:: DATASET EXTRACT
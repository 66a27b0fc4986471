//! Per-document state.

use std::path::PathBuf;

use super::{CodeRegions, NoteMeta};
use crate::core::{BuildError, LinkKind};

/// Index of a document inside [`VaultIndex`](super::VaultIndex).
#[derive(Debug, Clone, Copy, PartialEq, Eq, Hash, PartialOrd, Ord)]
pub struct DocId(pub(super) u32);

impl DocId {
    #[inline]
    pub const fn index(self) -> usize {
        self.0 as usize
    }
}

#[derive(Debug, Clone, Copy, PartialEq, Eq)]
pub enum DocKind {
    /// A markdown note: crawled, transformed and rendered.
    Note,
    /// Anything else: copied next to the pages that reference it.
    Media,
}

/// Where a document's content comes from.
#[derive(Debug, Clone)]
pub enum Source {
    File(PathBuf),
    /// Injected by the build itself (e.g. the not-found page).
    Virtual(String),
}

/// One reference found in a note during Stage A.
#[derive(Debug, Clone, PartialEq, Eq)]
pub struct LinkOccurrence {
    /// Matched text, exactly as written.
    pub raw: String,
    pub kind: LinkKind,
    pub alias: Option<String>,
    /// Heading selector, e.g. `intro#setup`.
    pub anchor: Option<String>,
    /// Block id without the leading `^`.
    pub block: Option<String>,
    /// `None` when the link was external or did not resolve.
    pub target: Option<DocId>,
}

/// A discovered vault file.
#[derive(Debug, Clone)]
pub struct Document {
    /// Canonical vault-relative path with `/` separators, original case.
    pub rel_path: String,
    pub source: Source,
    pub kind: DocKind,
    /// Filled by Stage A.
    pub meta: NoteMeta,
    /// Code regions of the most recent stage, restored before writing.
    pub code: CodeRegions,
    /// Filled by Stage A.
    pub links: Vec<LinkOccurrence>,
    /// Stage A (note → intermediate) done.
    pub processed_note: bool,
    /// Stage B (intermediate → page) done.
    pub processed_page: bool,
    /// Output path below the html directory, claimed on first use.
    pub page_path: Option<String>,
}

impl Document {
    pub fn new(rel_path: impl Into<String>, source: Source, kind: DocKind) -> Self {
        Self {
            rel_path: rel_path.into(),
            source,
            kind,
            meta: NoteMeta::default(),
            code: CodeRegions::default(),
            links: Vec::new(),
            processed_note: false,
            processed_page: false,
            page_path: None,
        }
    }

    pub fn virtual_note(rel_path: impl Into<String>, content: impl Into<String>) -> Self {
        Self::new(rel_path, Source::Virtual(content.into()), DocKind::Note)
    }

    #[inline]
    pub fn is_note(&self) -> bool {
        self.kind == DocKind::Note
    }

    /// Vault path without the final extension: `folder/My Note`.
    pub fn path_without_extension(&self) -> &str {
        let name_start = self.rel_path.rfind('/').map_or(0, |i| i + 1);
        match self.rel_path[name_start..].rfind('.') {
            Some(dot) if dot > 0 => &self.rel_path[..name_start + dot],
            _ => &self.rel_path,
        }
    }

    /// File name without extension: `My Note`.
    pub fn stem(&self) -> &str {
        let path = self.path_without_extension();
        path.rsplit('/').next().unwrap_or(path)
    }

    /// Graph node id: front matter `graph_id`, else the extension-less path.
    pub fn node_id(&self) -> String {
        self.meta
            .graph_id()
            .map_or_else(|| self.path_without_extension().to_string(), str::to_string)
    }

    /// Display title: front matter `title`, else the file stem.
    pub fn title(&self) -> String {
        self.meta
            .title()
            .map_or_else(|| self.stem().to_string(), str::to_string)
    }

    /// Read the original note content.
    pub fn read_source(&self) -> Result<String, BuildError> {
        match &self.source {
            Source::File(path) => std::fs::read_to_string(path).map_err(BuildError::io(path)),
            Source::Virtual(content) => Ok(content.clone()),
        }
    }
}

#[cfg(test)]
mod tests {
    use super::*;

    fn note(path: &str) -> Document {
        Document::new(path, Source::Virtual(String::new()), DocKind::Note)
    }

    #[test]
    fn test_path_parts() {
        let doc = note("folder/My Note.md");
        assert_eq!(doc.path_without_extension(), "folder/My Note");
        assert_eq!(doc.stem(), "My Note");

        let doc = note("v1.2/readme");
        assert_eq!(doc.path_without_extension(), "v1.2/readme");
        assert_eq!(doc.stem(), "readme");

        let doc = note(".hidden");
        assert_eq!(doc.path_without_extension(), ".hidden");
    }

    #[test]
    fn test_node_id_and_title_defaults() {
        let doc = note("a/b.md");
        assert_eq!(doc.node_id(), "a/b");
        assert_eq!(doc.title(), "b");
    }

    #[test]
    fn test_node_id_override() {
        let mut doc = note("a/b.md");
        doc.meta = NoteMeta::parse_yaml("graph_id: custom\ntitle: Bee").unwrap();
        assert_eq!(doc.node_id(), "custom");
        assert_eq!(doc.title(), "Bee");
    }

    #[test]
    fn test_read_virtual_source() {
        let doc = Document::virtual_note("x.md", "hello");
        assert_eq!(doc.read_source().unwrap(), "hello");
        assert!(doc.is_note());
    }
}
::::
# TASK INSTRUCTIONS:
For this exercise, return the material above in full and exactly.

# EXERCISE RESPONSE:
repository 66a27b0fc4986471
//! Per-document state.

use std::path::PathBuf;

use super::{CodeRegions, NoteMeta};
use crate::core::{BuildError, LinkKind};

/// Index of a document inside [`VaultIndex`](super::VaultIndex).
#[derive(Debug, Clone, Copy, PartialEq, Eq, Hash, PartialOrd, Ord)]
pub struct DocId(pub(super) u32);

impl DocId {
    #[inline]
    pub const fn index(self) -> usize {
        self.0 as usize
    }
}

#[derive(Debug, Clone, Copy, PartialEq, Eq)]
pub enum DocKind {
    /// A markdown note: crawled, transformed and rendered.
    Note,
    /// Anything else: copied next to the pages that reference it.
    Media,
}

/// Where a document's content comes from.
#[derive(Debug, Clone)]
pub enum Source {
    File(PathBuf),
    /// Injected by the build itself (e.g. the not-found page).
    Virtual(String),
}

/// One reference found in a note during Stage A.
#[derive(Debug, Clone, PartialEq, Eq)]
pub struct LinkOccurrence {
    /// Matched text, exactly as written.
    pub raw: String,
    pub kind: LinkKind,
    pub alias: Option<String>,
    /// Heading selector, e.g. `intro#setup`.
    pub anchor: Option<String>,
    /// Block id without the leading `^`.
    pub block: Option<String>,
    /// `None` when the link was external or did not resolve.
    pub target: Option<DocId>,
}

/// A discovered vault file.
#[derive(Debug, Clone)]
pub struct Document {
    /// Canonical vault-relative path with `/` separators, original case.
    pub rel_path: String,
    pub source: Source,
    pub kind: DocKind,
    /// Filled by Stage A.
    pub meta: NoteMeta,
    /// Code regions of the most recent stage, restored before writing.
    pub code: CodeRegions,
    /// Filled by Stage A.
    pub links: Vec<LinkOccurrence>,
    /// Stage A (note → intermediate) done.
    pub processed_note: bool,
    /// Stage B (intermediate → page) done.
    pub processed_page: bool,
    /// Output path below the html directory, claimed on first use.
    pub page_path: Option<String>,
}

impl Document {
    pub fn new(rel_path: impl Into<String>, source: Source, kind: DocKind) -> Self {
        Self {
            rel_path: rel_path.into(),
            source,
            kind,
            meta: NoteMeta::default(),
            code: CodeRegions::default(),
            links: Vec::new(),
            processed_note: false,
            processed_page: false,
            page_path: None,
        }
    }

    pub fn virtual_note(rel_path: impl Into<String>, content: impl Into<String>) -> Self {
        Self::new(rel_path, Source::Virtual(content.into()), DocKind::Note)
    }

    #[inline]
    pub fn is_note(&self) -> bool {
        self.kind == DocKind::Note
    }

    /// Vault path without the final extension: `folder/My Note`.
    pub fn path_without_extension(&self) -> &str {
        let name_start = self.rel_path.rfind('/').map_or(0, |i| i + 1);
        match self.rel_path[name_start..].rfind('.') {
            Some(dot) if dot > 0 => &self.rel_path[..name_start + dot],
            _ => &self.rel_path,
        }
    }

    /// File name without extension: `My Note`.
    pub fn stem(&self) -> &str {
        let path = self.path_without_extension();
        path.rsplit('/').next().unwrap_or(path)
    }

    /// Graph node id: front matter `graph_id`, else the extension-less path.
    pub fn node_id(&self) -> String {
        self.meta
            .graph_id()
            .map_or_else(|| self.path_without_extension().to_string(), str::to_string)
    }

    /// Display title: front matter `title`, else the file stem.
    pub fn title(&self) -> String {
        self.meta
            .title()
            .map_or_else(|| self.stem().to_string(), str::to_string)
    }

    /// Read the original note content.
    pub fn read_source(&self) -> Result<String, BuildError> {
        match &self.source {
            Source::File(path) => std::fs::read_to_string(path).map_err(BuildError::io(path)),
            Source::Virtual(content) => Ok(content.clone()),
        }
    }
}

#[cfg(test)]
mod tests {
    use super::*;

    fn note(path: &str) -> Document {
        Document::new(path, Source::Virtual(String::new()), DocKind::Note)
    }

    #[test]
    fn test_path_parts() {
        let doc = note("folder/My Note.md");
        assert_eq!(doc.path_without_extension(), "folder/My Note");
        assert_eq!(doc.stem(), "My Note");

        let doc = note("v1.2/readme");
        assert_eq!(doc.path_without_extension(), "v1.2/readme");
        assert_eq!(doc.stem(), "readme");

        let doc = note(".hidden");
        assert_eq!(doc.path_without_extension(), ".hidden");
    }

    #[test]
    fn test_node_id_and_title_defaults() {
        let doc = note("a/b.md");
        assert_eq!(doc.node_id(), "a/b");
        assert_eq!(doc.title(), "b");
    }

    #[test]
    fn test_node_id_override() {
        let mut doc = note("a/b.md");
        doc.meta = NoteMeta::parse_yaml("graph_id: custom\ntitle: Bee").unwrap();
        assert_eq!(doc.node_id(), "custom");
        assert_eq!(doc.title(), "Bee");
    }

    #[test]
    fn test_read_virtual_source() {
        let doc = Document::virtual_note("x.md", "hello");
        assert_eq!(doc.read_source().unwrap(), "hello");
        assert!(doc.is_note());
    }
}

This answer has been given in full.